Lines to return, exactly: from the line with "pub struct FieldValues" to the line with "fn list(items: &[&str])" in the entries below, both included.

PROVIDED RECORDS

━━━━━━

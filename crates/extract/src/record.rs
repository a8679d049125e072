// ABOUTME: Normalized output records, one variant per category, tagged by a "type" discriminator.
// ABOUTME: Records require a non-empty display name and serialize sparsely (empty fields omitted).

use std::collections::HashMap;
use std::fmt;

use serde::{Deserialize, Serialize};

use crate::category::{Category, Field};

/// A non-empty English display name.
#[derive(Debug, Clone, PartialEq, Eq, Hash, Serialize, Deserialize)]
#[serde(try_from = "String", into = "String")]
pub struct DisplayName(String);

impl DisplayName {
    /// Returns `None` for names that are empty after trimming.
    pub fn new(name: impl Into<String>) -> Option<Self> {
        let name = name.into();
        let trimmed = name.trim();
        if trimmed.is_empty() {
            None
        } else {
            Some(Self(trimmed.to_string()))
        }
    }

    pub fn as_str(&self) -> &str {
        &self.0
    }
}

impl TryFrom<String> for DisplayName {
    type Error = String;

    fn try_from(value: String) -> Result<Self, Self::Error> {
        DisplayName::new(value).ok_or_else(|| "display name must not be empty".to_string())
    }
}

impl From<DisplayName> for String {
    fn from(name: DisplayName) -> Self {
        name.0
    }
}

impl fmt::Display for DisplayName {
    fn fmt(&self, f: &mut fmt::Formatter<'_>) -> fmt::Result {
        f.write_str(&self.0)
    }
}

#[derive(Debug, Clone, PartialEq, Eq, Serialize, Deserialize)]
pub struct Monster {
    pub en: DisplayName,
    #[serde(default, skip_serializing_if = "String::is_empty")]
    pub jp: String,
    #[serde(default, skip_serializing_if = "Vec::is_empty")]
    pub weakness: Vec<String>,
    #[serde(default, skip_serializing_if = "Vec::is_empty")]
    pub materials: Vec<String>,
    #[serde(default, skip_serializing_if = "String::is_empty")]
    pub habitat: String,
}

#[derive(Debug, Clone, PartialEq, Eq, Serialize, Deserialize)]
pub struct Weapon {
    pub en: DisplayName,
    #[serde(default, skip_serializing_if = "String::is_empty")]
    pub jp: String,
    #[serde(default, skip_serializing_if = "String::is_empty")]
    pub weapon_class: String,
    #[serde(default, skip_serializing_if = "String::is_empty")]
    pub rarity: String,
}

#[derive(Debug, Clone, PartialEq, Eq, Serialize, Deserialize)]
pub struct Armor {
    pub en: DisplayName,
    #[serde(default, skip_serializing_if = "String::is_empty")]
    pub jp: String,
    #[serde(default, skip_serializing_if = "String::is_empty")]
    pub slot: String,
    #[serde(default, skip_serializing_if = "Vec::is_empty")]
    pub skills: Vec<String>,
}

#[derive(Debug, Clone, PartialEq, Eq, Serialize, Deserialize)]
pub struct Skill {
    pub en: DisplayName,
    #[serde(default, skip_serializing_if = "String::is_empty")]
    pub jp: String,
    #[serde(default, skip_serializing_if = "String::is_empty")]
    pub category: String,
    #[serde(default, skip_serializing_if = "String::is_empty")]
    pub description: String,
}

#[derive(Debug, Clone, PartialEq, Eq, Serialize, Deserialize)]
pub struct Item {
    pub en: DisplayName,
    #[serde(default, skip_serializing_if = "String::is_empty")]
    pub jp: String,
    #[serde(default, skip_serializing_if = "String::is_empty")]
    pub category: String,
    #[serde(default, skip_serializing_if = "String::is_empty")]
    pub description: String,
}

/// One scraped entity.
#[derive(Debug, Clone, PartialEq, Eq, Serialize, Deserialize)]
#[serde(tag = "type", rename_all = "lowercase")]
pub enum Record {
    Monster(Monster),
    Weapon(Weapon),
    Armor(Armor),
    Skill(Skill),
    Item(Item),
}

impl Record {
    pub fn category(&self) -> Category {
        match self {
            Record::Monster(_) => Category::Monster,
            Record::Weapon(_) => Category::Weapon,
            Record::Armor(_) => Category::Armor,
            Record::Skill(_) => Category::Skill,
            Record::Item(_) => Category::Item,
        }
    }

    pub fn name(&self) -> &DisplayName {
        match self {
            Record::Monster(r) => &r.en,
            Record::Weapon(r) => &r.en,
            Record::Armor(r) => &r.en,
            Record::Skill(r) => &r.en,
            Record::Item(r) => &r.en,
        }
    }

    /// Builds a record from extracted field values.
    ///
    /// Returns `None` when the display name is empty; such an item is not a
    /// record at all.
    pub fn from_fields(category: Category, mut fields: FieldValues) -> Option<Record> {
        let en = DisplayName::new(fields.text(Field::En))?;
        let jp = fields.text(Field::Jp);
        let record = match category {
            Category::Monster => Record::Monster(Monster {
                en,
                jp,
                weakness: dedup_preserving_order(fields.list(Field::Weakness)),
                materials: fields.list(Field::Materials),
                habitat: fields.text(Field::Habitat),
            }),
            Category::Weapon => Record::Weapon(Weapon {
                en,
                jp,
                weapon_class: fields.text(Field::WeaponClass),
                rarity: fields.text(Field::Rarity),
            }),
            Category::Armor => Record::Armor(Armor {
                en,
                jp,
                slot: fields.text(Field::Slot),
                skills: fields.list(Field::Skills),
            }),
            Category::Skill => Record::Skill(Skill {
                en,
                jp,
                category: fields.text(Field::Category),
                description: fields.text(Field::Description),
            }),
            Category::Item => Record::Item(Item {
                en,
                jp,
                category: fields.text(Field::Category),
                description: fields.text(Field::Description),
            }),
        };
        Some(record)
    }
}

fn dedup_preserving_order(values: Vec<String>) -> Vec<String> {
    let mut out: Vec<String> = Vec::with_capacity(values.len());
    for v in values {
        if !out.contains(&v) {
            out.push(v);
        }
    }
    out
}

/// A single extracted value.
#[derive(Debug, Clone, PartialEq, Eq)]
pub enum FieldValue {
    Text(String),
    List(Vec<String>),
}

/// Values extracted for one item element, keyed by field.
#[derive(Debug, Clone, Default, PartialEq, Eq)]
pub struct FieldValues {
    values: HashMap<Field, FieldValue>,
}

impl FieldValues {
    pub fn new() -> Self {
        Self::default()
    }

    pub fn insert(&mut self, field: Field, value: FieldValue) {
        self.values.insert(field, value);
    }

    /// Takes a scalar value; absent or list-valued fields yield an empty string.
    pub fn text(&mut self, field: Field) -> String {
        match self.values.remove(&field) {
            Some(FieldValue::Text(s)) => s,
            _ => String::new(),
        }
    }

    /// Takes a list value; absent or scalar fields yield an empty list.
    pub fn list(&mut self, field: Field) -> Vec<String> {
        match self.values.remove(&field) {
            Some(FieldValue::List(v)) => v,
            _ => Vec::new(),
        }
    }
}

#[cfg(test)]
mod tests {
    use super::*;
    use pretty_assertions::assert_eq;
    use serde_json::json;

    fn values(pairs: Vec<(Field, FieldValue)>) -> FieldValues {
        let mut fv = FieldValues::new();
        for (f, v) in pairs {
            fv.insert(f, v);
        }
        fv
    }

    fn text(s: &str) -> FieldValue {
        FieldValue::Text(s.to_string())
    }

    fn list(items: &[&str]) -> FieldValue {
        FieldValue::List(items.iter().map(|s| s.to_string()).collect())
    }

    #[test]
    fn test_empty_name_is_not_a_record() {
        let fv = values(vec![(Field::En, text("")), (Field::Jp, text("ドスジャグラス"))]);
        assert!(Record::from_fields(Category::Monster, fv).is_none());
        let fv = values(vec![(Field::En, text("   "))]);
        assert!(Record::from_fields(Category::Item, fv).is_none());
        assert!(Record::from_fields(Category::Skill, FieldValues::new()).is_none());
    }

    #[test]
    fn test_monster_serializes_sparsely_with_type_tag() {
        let fv = values(vec![
            (Field::En, text("Great Jagras")),
            (Field::Jp, text("")),
            (Field::Weakness, list(&["fire", "thunder", "fire"])),
            (Field::Materials, list(&[])),
        ]);
        let record = Record::from_fields(Category::Monster, fv).unwrap();
        assert_eq!(record.category(), Category::Monster);
        assert_eq!(
            serde_json::to_value(&record).unwrap(),
            json!({"type": "monster", "en": "Great Jagras", "weakness": ["fire", "thunder"]})
        );
    }

    #[test]
    fn test_weapon_keeps_non_empty_fields() {
        let fv = values(vec![
            (Field::En, text("Iron Sword")),
            (Field::Jp, text("鉄刀")),
            (Field::WeaponClass, text("Great Sword")),
            (Field::Rarity, text("2")),
        ]);
        let record = Record::from_fields(Category::Weapon, fv).unwrap();
        assert_eq!(
            serde_json::to_value(&record).unwrap(),
            json!({"type": "weapon", "en": "Iron Sword", "jp": "鉄刀",
                   "weapon_class": "Great Sword", "rarity": "2"})
        );
    }

    #[test]
    fn test_non_ascii_is_not_escaped() {
        let fv = values(vec![(Field::En, text("Potion")), (Field::Jp, text("回復薬"))]);
        let record = Record::from_fields(Category::Item, fv).unwrap();
        let json = serde_json::to_string(&record).unwrap();
        assert!(json.contains("回復薬"), "{json}");
    }

    #[test]
    fn test_round_trip_preserves_exactly_the_set_fields() {
        let fv = values(vec![
            (Field::En, text("Leather Helm")),
            (Field::Slot, text("Head")),
            (Field::Skills, list(&["Defense Boost"])),
        ]);
        let record = Record::from_fields(Category::Armor, fv).unwrap();
        let json = serde_json::to_string(&record).unwrap();
        let value: serde_json::Value = serde_json::from_str(&json).unwrap();
        let keys: Vec<&String> = value.as_object().unwrap().keys().collect();
        assert_eq!(keys.len(), 4);
        assert!(value.get("jp").is_none());

        let back: Record = serde_json::from_str(&json).unwrap();
        assert_eq!(back, record);
    }

    #[test]
    fn test_deserialize_rejects_empty_name() {
        let err = serde_json::from_str::<Record>(r#"{"type": "skill", "en": ""}"#);
        assert!(err.is_err());
        let ok: Record = serde_json::from_str(r#"{"type": "skill", "en": "Attack Boost"}"#).unwrap();
        assert_eq!(ok.name().as_str(), "Attack Boost");
    }

    #[test]
    fn test_display_name_trims() {
        assert_eq!(DisplayName::new("  Rathalos ").unwrap().as_str(), "Rathalos");
        assert!(DisplayName::new("\n").is_none());
    }

    #[test]
    fn test_mismatched_value_kind_reads_as_empty() {
        let mut fv = values(vec![(Field::Skills, text("oops")), (Field::Slot, list(&["a"]))]);
        assert!(fv.list(Field::Skills).is_empty());
        assert_eq!(fv.text(Field::Slot), "");
    }
}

━━━━━━

RESPONSE FOR THIS EXERCISE
pub struct FieldValues {
    values: HashMap<Field, FieldValue>,
}

impl FieldValues {
    pub fn new() -> Self {
        Self::default()
    }

    pub fn insert(&mut self, field: Field, value: FieldValue) {
        self.values.insert(field, value);
    }

    /// Takes a scalar value; absent or list-valued fields yield an empty string.
    pub fn text(&mut self, field: Field) -> String {
        match self.values.remove(&field) {
            Some(FieldValue::Text(s)) => s,
            _ => String::new(),
        }
    }

    /// Takes a list value; absent or scalar fields yield an empty list.
    pub fn list(&mut self, field: Field) -> Vec<String> {
        match self.values.remove(&field) {
            Some(FieldValue::List(v)) => v,
            _ => Vec::new(),
        }
    }
}

#[cfg(test)]
mod tests {
    use super::*;
    use pretty_assertions::assert_eq;
    use serde_json::json;

    fn values(pairs: Vec<(Field, FieldValue)>) -> FieldValues {
        let mut fv = FieldValues::new();
        for (f, v) in pairs {
            fv.insert(f, v);
        }
        fv
    }

    fn text(s: &str) -> FieldValue {
        FieldValue::Text(s.to_string())
    }

    fn list(items: &[&str]) -> FieldValue {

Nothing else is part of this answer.